Over the years he has also taught at the Universities of Washington, Michigan, North Carolina, Dartmouth, Montana-Bozeman, the University of Vermont and Rensselaer Polytechnic Institute. He has been an instrumental instructor at Yestermorrow for nearly 20 years.
Dave’s many design projects include the AIA award winning Smith Lodge in Warren, Vermont; Atkins Lodge in Killington, Vermont, recipient of an AIA special recognition award; and several buildings at the Gesundheit Institute, Dr. Patch Adams’ hospital complex in West Virginia. Sellers has won three AIA awards for designs using native materials and natural systems.
In addition to his design and teaching work, Dave has been instrumental in several successful business enterprises. He co-founded Northern Power Systems, a research and manufacturing company specializing in wind turbines. He partnered with biologist John Todd to create Four Elements Corporation, a research and development company that developed the first Solar Aquatic commercial sewage treatment system. He is the co-founder of Vermont Iron Stove Co., which designed and manufactured high efficiency wood stoves. More recently, Mr. Sellers founded the Mad River Rocket Co., which makes the world’s only wilderness sled, for which there are three patents.

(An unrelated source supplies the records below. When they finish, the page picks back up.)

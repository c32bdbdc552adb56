//! Serde serializer for the device write syntax.
//!
//! | Rust value              | Wire text                  |
//! |-------------------------|----------------------------|
//! | struct / map            | `{key:value,key:value}`    |
//! | sequence / tuple        | `[value,value]`            |
//! | unsigned integer        | `0x` + uppercase hex       |
//! | `bool`                  | `0x01` / `0x00`            |
//! | `str` / `char`          | `'text'`, never escaped    |
//!
//! Keys are bare and kept in encounter order. Everything else (floats,
//! negative integers, `None`, unit, bytes, data-carrying enum variants) is an
//! [`WireError::UnsupportedType`], which callers should treat as a bug rather
//! than bad device data.

use serde::Serialize;
use serde::ser::{self, Impossible};

use crate::error::WireError;

type Result<T, E = WireError> = std::result::Result<T, E>;

/// Serialize any value into device write syntax.
pub fn to_string<T: ?Sized + Serialize>(value: &T) -> Result<String> {
    let mut serializer = Serializer {
        output: String::new(),
    };
    value.serialize(&mut serializer)?;
    Ok(serializer.output)
}

pub struct Serializer {
    output: String,
}

fn unsupported(what: impl Into<String>) -> WireError {
    WireError::UnsupportedType(what.into())
}

impl<'a> ser::Serializer for &'a mut Serializer {
    type Ok = ();
    type Error = WireError;

    type SerializeSeq = Compound<'a>;
    type SerializeTuple = Compound<'a>;
    type SerializeTupleStruct = Compound<'a>;
    type SerializeTupleVariant = Impossible<(), WireError>;
    type SerializeMap = Compound<'a>;
    type SerializeStruct = Compound<'a>;
    type SerializeStructVariant = Impossible<(), WireError>;

    fn serialize_bool(self, v: bool) -> Result<()> {
        self.output.push_str(if v { "0x01" } else { "0x00" });
        Ok(())
    }

    fn serialize_i8(self, v: i8) -> Result<()> {
        self.serialize_i64(i64::from(v))
    }

    fn serialize_i16(self, v: i16) -> Result<()> {
        self.serialize_i64(i64::from(v))
    }

    fn serialize_i32(self, v: i32) -> Result<()> {
        self.serialize_i64(i64::from(v))
    }

    fn serialize_i64(self, v: i64) -> Result<()> {
        let v = u64::try_from(v).map_err(|_| unsupported(format!("negative integer {v}")))?;
        self.serialize_u64(v)
    }

    fn serialize_u8(self, v: u8) -> Result<()> {
        self.serialize_u64(u64::from(v))
    }

    fn serialize_u16(self, v: u16) -> Result<()> {
        self.serialize_u64(u64::from(v))
    }

    fn serialize_u32(self, v: u32) -> Result<()> {
        self.serialize_u64(u64::from(v))
    }

    fn serialize_u64(self, v: u64) -> Result<()> {
        self.output.push_str(&format!("0x{v:X}"));
        Ok(())
    }

    fn serialize_f32(self, v: f32) -> Result<()> {
        Err(unsupported(format!("float {v}")))
    }

    fn serialize_f64(self, v: f64) -> Result<()> {
        Err(unsupported(format!("float {v}")))
    }

    fn serialize_char(self, v: char) -> Result<()> {
        self.serialize_str(v.encode_utf8(&mut [0; 4]))
    }

    fn serialize_str(self, v: &str) -> Result<()> {
        self.output.push('\'');
        self.output.push_str(v);
        self.output.push('\'');
        Ok(())
    }

    fn serialize_bytes(self, _v: &[u8]) -> Result<()> {
        Err(unsupported("raw bytes"))
    }

    fn serialize_none(self) -> Result<()> {
        Err(unsupported("missing optional value"))
    }

    fn serialize_some<T: ?Sized + Serialize>(self, value: &T) -> Result<()> {
        value.serialize(self)
    }

    fn serialize_unit(self) -> Result<()> {
        Err(unsupported("unit"))
    }

    fn serialize_unit_struct(self, name: &'static str) -> Result<()> {
        Err(unsupported(format!("unit struct {name}")))
    }

    fn serialize_unit_variant(
        self,
        name: &'static str,
        _variant_index: u32,
        variant: &'static str,
    ) -> Result<()> {
        Err(unsupported(format!("enum variant {name}::{variant}")))
    }

    fn serialize_newtype_struct<T: ?Sized + Serialize>(
        self,
        _name: &'static str,
        value: &T,
    ) -> Result<()> {
        value.serialize(self)
    }

    fn serialize_newtype_variant<T: ?Sized + Serialize>(
        self,
        name: &'static str,
        _variant_index: u32,
        variant: &'static str,
        _value: &T,
    ) -> Result<()> {
        Err(unsupported(format!("enum variant {name}::{variant}")))
    }

    fn serialize_seq(self, _len: Option<usize>) -> Result<Self::SerializeSeq> {
        self.output.push('[');
        Ok(Compound::new(self))
    }

    fn serialize_tuple(self, len: usize) -> Result<Self::SerializeTuple> {
        self.serialize_seq(Some(len))
    }

    fn serialize_tuple_struct(
        self,
        _name: &'static str,
        len: usize,
    ) -> Result<Self::SerializeTupleStruct> {
        self.serialize_seq(Some(len))
    }

    fn serialize_tuple_variant(
        self,
        name: &'static str,
        _variant_index: u32,
        variant: &'static str,
        _len: usize,
    ) -> Result<Self::SerializeTupleVariant> {
        Err(unsupported(format!("enum variant {name}::{variant}")))
    }

    fn serialize_map(self, _len: Option<usize>) -> Result<Self::SerializeMap> {
        self.output.push('{');
        Ok(Compound::new(self))
    }

    fn serialize_struct(self, _name: &'static str, len: usize) -> Result<Self::SerializeStruct> {
        self.serialize_map(Some(len))
    }

    fn serialize_struct_variant(
        self,
        name: &'static str,
        _variant_index: u32,
        variant: &'static str,
        _len: usize,
    ) -> Result<Self::SerializeStructVariant> {
        Err(unsupported(format!("enum variant {name}::{variant}")))
    }
}

// ── Compound serializers ────────────────────────────────────────────

/// State of one open `[...]` or `{...}`.
pub struct Compound<'a> {
    ser: &'a mut Serializer,
    first: bool,
}

impl<'a> Compound<'a> {
    fn new(ser: &'a mut Serializer) -> Self {
        Self { ser, first: true }
    }

    /// Comma before every entry but the first.
    fn separator(&mut self) {
        if self.first {
            self.first = false;
        } else {
            self.ser.output.push(',');
        }
    }
}

impl ser::SerializeSeq for Compound<'_> {
    type Ok = ();
    type Error = WireError;

    fn serialize_element<T: ?Sized + Serialize>(&mut self, value: &T) -> Result<()> {
        self.separator();
        value.serialize(&mut *self.ser)
    }

    fn end(self) -> Result<()> {
        self.ser.output.push(']');
        Ok(())
    }
}

impl ser::SerializeTuple for Compound<'_> {
    type Ok = ();
    type Error = WireError;

    fn serialize_element<T: ?Sized + Serialize>(&mut self, value: &T) -> Result<()> {
        ser::SerializeSeq::serialize_element(self, value)
    }

    fn end(self) -> Result<()> {
        ser::SerializeSeq::end(self)
    }
}

impl ser::SerializeTupleStruct for Compound<'_> {
    type Ok = ();
    type Error = WireError;

    fn serialize_field<T: ?Sized + Serialize>(&mut self, value: &T) -> Result<()> {
        ser::SerializeSeq::serialize_element(self, value)
    }

    fn end(self) -> Result<()> {
        ser::SerializeSeq::end(self)
    }
}

impl ser::SerializeMap for Compound<'_> {
    type Ok = ();
    type Error = WireError;

    /// Keys must serialize as strings; they are written bare.
    fn serialize_key<T: ?Sized + Serialize>(&mut self, key: &T) -> Result<()> {
        let rendered = to_string(key)?;
        let bare = rendered
            .strip_prefix('\'')
            .and_then(|k| k.strip_suffix('\''))
            .ok_or_else(|| unsupported(format!("non-string map key {rendered}")))?;
        self.separator();
        self.ser.output.push_str(bare);
        Ok(())
    }

    fn serialize_value<T: ?Sized + Serialize>(&mut self, value: &T) -> Result<()> {
        self.ser.output.push(':');
        value.serialize(&mut *self.ser)
    }

    fn end(self) -> Result<()> {
        self.ser.output.push('}');
        Ok(())
    }
}

impl ser::SerializeStruct for Compound<'_> {
    type Ok = ();
    type Error = WireError;

    fn serialize_field<T: ?Sized + Serialize>(
        &mut self,
        key: &'static str,
        value: &T,
    ) -> Result<()> {
        self.separator();
        self.ser.output.push_str(key);
        self.ser.output.push(':');
        value.serialize(&mut *self.ser)
    }

    fn end(self) -> Result<()> {
        self.ser.output.push('}');
        Ok(())
    }
}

Dave is an active volunteer and has served on the Board of Advisors of the Windstar Foundation, as a trustee on the Vermont Council of the Arts and the Warren (VT) Town Planning Commission.
Sylvia Smith
Senior Partner Sylvia Smith, AIA, LEED directs FXFOWLE's Cultural/Educational Studio which has won numerous awards for design excellence. Sylvia is constantly cultivating new ways to make architecture more expressive and enriching. She is interested in design as a practical and poetic articulation of theoretical ideas, and is firmly committed to a sense of optimism at the heart of those ideas. She believes that every project, regardless of type or size, can make an architectural move that empowers it and enlivens the experiences of people who visit or pass by.
Her current work includes the redesign of the Lincoln Center public spaces and the expansion of the Juilliard School (with Diller Scofidio + Renfro), a new mixed-use tower for a leading Manhattan private school, and new residence halls for the Berkshire School. Projects currently under construction include the Lion House reconstruction and the Jose E. Serrano Center for Global Conservation, both at the Bronx Zoo. Sylvia's recent projects include the Martin J. Whitman School of Management at Syracuse University, the Black Rock Forest Center for Science and Education, and the renovation/addition for the American Bible Society. Sylvia earned a Bachelor of Arts degree in studio art and art history from Dickinson College, where she was named a Metzger Fellow. She received her Master of Architecture from the University of Virginia School of Architecture.